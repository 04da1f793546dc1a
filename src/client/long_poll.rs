use std::collections::BTreeMap;
use std::sync::atomic::AtomicBool;
use std::sync::atomic::Ordering;
use std::sync::Arc;

use dashmap::DashMap;
use parking_lot::Mutex;
use rand::seq::SliceRandom;
use rand::Rng;
use tokio::task::JoinHandle;
use tokio::time::sleep;
use tokio_util::sync::CancellationToken;
use tracing::debug;
use tracing::info;
use tracing::warn;
use url::Url;

use super::signed_headers;
use super::HttpClient;
use super::HttpRequest;
use super::LongPollListener;
use super::ServiceLocator;
use crate::constants::INIT_NOTIFICATION_ID;
use crate::model::Notification;
use crate::model::NotificationMessages;
use crate::model::ServiceAddress;
use crate::net::join_url;
use crate::rate_limit::RateLimiter;
use crate::schedule::ExponentialSchedulePolicy;
use crate::schedule::SchedulePolicy;
use crate::ClientError;
use crate::ClientSettings;
use crate::NetworkError;
use crate::Result;
use crate::LONG_POLL_TOTAL;

/// Result of one long-poll round trip.
#[derive(Debug, Clone, PartialEq, Eq)]
pub enum PollOutcome {
    /// Server answered `304` after its hold timeout
    NotModified,
    /// Namespaces whose notification id advanced, already dispatched
    Changed(Vec<Notification>),
}

/// The single long-poll connection of a client process.
///
/// Every registered namespace rides on the same request together with the
/// highest notification id seen for it. When the server reports an advance,
/// each repository registered for that namespace is told which address
/// answered and is forced to refresh.
pub struct LongPollClient {
    settings: Arc<ClientSettings>,
    http: Arc<dyn HttpClient>,
    locator: Arc<dyn ServiceLocator>,

    listeners: DashMap<String, Vec<Arc<dyn LongPollListener>>>,
    notifications: DashMap<String, i64>,
    remote_messages: DashMap<String, NotificationMessages>,

    rate_limiter: RateLimiter,
    policy: Mutex<ExponentialSchedulePolicy>,
    /// Address reused by the next poll; cleared on failure and, half the
    /// time, after a `304` to spread load
    last_service: Mutex<Option<ServiceAddress>>,
    started: AtomicBool,
}

impl std::fmt::Debug for LongPollClient {
    fn fmt(
        &self,
        f: &mut std::fmt::Formatter<'_>,
    ) -> std::fmt::Result {
        f.debug_struct("LongPollClient")
            .field("namespaces", &self.notifications.len())
            .field("started", &self.started.load(Ordering::Relaxed))
            .finish()
    }
}

impl LongPollClient {
    pub fn new(
        settings: Arc<ClientSettings>,
        http: Arc<dyn HttpClient>,
        locator: Arc<dyn ServiceLocator>,
    ) -> Self {
        let policy = ExponentialSchedulePolicy::new(
            settings.on_error_retry_interval(),
            settings.on_error_retry_interval_cap(),
        );
        let rate_limiter = RateLimiter::new(settings.long_poll_qps);
        Self {
            settings,
            http,
            locator,
            listeners: DashMap::new(),
            notifications: DashMap::new(),
            remote_messages: DashMap::new(),
            rate_limiter,
            policy: Mutex::new(policy),
            last_service: Mutex::new(None),
            started: AtomicBool::new(false),
        }
    }

    /// Adds `listener` for `namespace`. Registering the same listener twice
    /// is a no-op and returns `false`.
    pub fn register(
        &self,
        namespace: &str,
        listener: Arc<dyn LongPollListener>,
    ) -> bool {
        let added = {
            let mut entry = self.listeners.entry(namespace.to_string()).or_default();
            if entry.iter().any(|l| same_listener(l, &listener)) {
                false
            } else {
                entry.push(listener);
                true
            }
        };
        self.notifications
            .entry(namespace.to_string())
            .or_insert(INIT_NOTIFICATION_ID);
        if added {
            debug!("namespace {} registered for long polling", namespace);
        }
        added
    }

    /// Highest notification id seen for `namespace`.
    pub fn notification_id(
        &self,
        namespace: &str,
    ) -> Option<i64> {
        self.notifications.get(namespace).map(|id| *id)
    }

    pub fn listener_count(
        &self,
        namespace: &str,
    ) -> usize {
        self.listeners.get(namespace).map(|l| l.len()).unwrap_or(0)
    }

    /// Spawns the poll loop once; later calls return `None`.
    pub fn start(
        self: &Arc<Self>,
        cancel: CancellationToken,
    ) -> Option<JoinHandle<()>> {
        if self.started.swap(true, Ordering::AcqRel) {
            return None;
        }
        let client = self.clone();
        Some(tokio::spawn(async move {
            client.run(cancel).await;
        }))
    }

    async fn run(
        &self,
        cancel: CancellationToken,
    ) {
        let initial_delay = self.settings.long_poll_initial_delay();
        info!("long polling starts in {:?}", initial_delay);
        tokio::select! {
            _ = cancel.cancelled() => return,
            _ = sleep(initial_delay) => {}
        }

        loop {
            let delay = tokio::select! {
                _ = cancel.cancelled() => break,
                outcome = self.poll_once() => match outcome {
                    Ok(_) => None,
                    Err(e) => {
                        let delay = self.policy.lock().fail();
                        warn!("long polling failed, will retry in {:?}. reason: {}", delay, e);
                        Some(delay)
                    }
                }
            };

            if let Some(delay) = delay {
                tokio::select! {
                    _ = cancel.cancelled() => break,
                    _ = sleep(delay) => {}
                }
            }
        }
        info!("long polling stopped");
    }

    /// One rate-limited round trip, including dispatch to listeners.
    pub async fn poll_once(&self) -> Result<PollOutcome> {
        let acquire_timeout = self.settings.rate_limit_acquire_timeout();
        if !self.rate_limiter.acquire_timeout(acquire_timeout).await {
            sleep(acquire_timeout).await;
        }

        let result = self.request().await;
        match result {
            Ok(outcome) => {
                self.policy.lock().success();
                Ok(outcome)
            }
            Err(e) => {
                *self.last_service.lock() = None;
                LONG_POLL_TOTAL.with_label_values(&["error"]).inc();
                Err(e)
            }
        }
    }

    async fn request(&self) -> Result<PollOutcome> {
        let service = self.pick_service().await?;
        let url = self.assemble_long_poll_url(&service.homepage_url)?;
        debug!("long polling from {}", url);

        let headers = signed_headers(&url, &self.settings.app_id, self.settings.access_key_secret.as_deref())?;
        let request = HttpRequest::get(url.clone(), self.settings.long_poll_timeout()).with_headers(headers);
        let response = self.http.get(request).await?;

        match response.status {
            200 => {
                let notifications: Vec<Notification> = response.json()?;
                let advanced = self.record_notifications(&notifications);
                LONG_POLL_TOTAL.with_label_values(&["changed"]).inc();
                self.notify(&service, &advanced);
                Ok(PollOutcome::Changed(advanced))
            }
            304 => {
                LONG_POLL_TOTAL.with_label_values(&["not_modified"]).inc();
                if rand::thread_rng().gen_bool(0.5) {
                    *self.last_service.lock() = None;
                }
                Ok(PollOutcome::NotModified)
            }
            status => Err(NetworkError::UnexpectedStatus { status, url }.into()),
        }
    }

    async fn pick_service(&self) -> Result<ServiceAddress> {
        let cached = self.last_service.lock().clone();
        if let Some(service) = cached {
            return Ok(service);
        }
        let services = self.locator.config_services().await?;
        let service = services
            .choose(&mut rand::thread_rng())
            .cloned()
            .ok_or(ClientError::NoConfigService)?;
        *self.last_service.lock() = Some(service.clone());
        Ok(service)
    }

    /// Updates tracked ids and messages; returns only the notifications
    /// whose id actually advanced.
    fn record_notifications(
        &self,
        notifications: &[Notification],
    ) -> Vec<Notification> {
        let mut advanced = Vec::new();
        for notification in notifications {
            let namespace = &notification.namespace_name;
            let Some(mut known) = self.notifications.get_mut(namespace) else {
                debug!("ignoring notification for unregistered namespace {}", namespace);
                continue;
            };

            if let Some(messages) = &notification.messages {
                self.remote_messages
                    .entry(namespace.clone())
                    .or_default()
                    .merge_from(messages);
            }

            if notification.notification_id > *known {
                *known = notification.notification_id;
                advanced.push(notification.clone());
            }
        }
        advanced
    }

    fn notify(
        &self,
        service: &ServiceAddress,
        notifications: &[Notification],
    ) {
        for notification in notifications {
            let namespace = &notification.namespace_name;
            let targets: Vec<Arc<dyn LongPollListener>> = self
                .listeners
                .get(namespace)
                .map(|l| l.clone())
                .unwrap_or_default();
            let messages = self.remote_messages.get(namespace).map(|m| m.clone());

            for listener in targets {
                listener.on_long_poll_notified(service, messages.clone());
            }
        }
    }

    pub(crate) fn assemble_long_poll_url(
        &self,
        homepage_url: &str,
    ) -> Result<String> {
        let base = join_url(homepage_url, "notifications/v2");
        let mut url = Url::parse(&base).map_err(|e| NetworkError::InvalidUrl(format!("{base}: {e}")))?;

        let tracked: BTreeMap<String, i64> = self
            .notifications
            .iter()
            .map(|e| (e.key().clone(), *e.value()))
            .collect();
        let notifications: Vec<Notification> = tracked
            .into_iter()
            .map(|(namespace, id)| Notification::new(namespace, id))
            .collect();

        {
            let mut query = url.query_pairs_mut();
            query.append_pair("cluster", &self.settings.cluster);
            query.append_pair("appId", &self.settings.app_id);
            query.append_pair("notifications", &serde_json::to_string(&notifications)?);
            if let Some(data_center) = self.settings.data_center.as_deref().filter(|s| !s.is_empty()) {
                query.append_pair("dataCenter", data_center);
            }
            if let Some(ip) = self.settings.local_ip.as_deref().filter(|s| !s.is_empty()) {
                query.append_pair("ip", ip);
            }
        }
        Ok(url.into())
    }
}

fn same_listener(
    a: &Arc<dyn LongPollListener>,
    b: &Arc<dyn LongPollListener>,
) -> bool {
    std::ptr::eq(Arc::as_ptr(a) as *const (), Arc::as_ptr(b) as *const ())
}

Requirement: Wherever the string "ServiceLocator" appears in the records above, copy the line it sits in.

Response:
use super::ServiceLocator;
    locator: Arc<dyn ServiceLocator>,
        locator: Arc<dyn ServiceLocator>,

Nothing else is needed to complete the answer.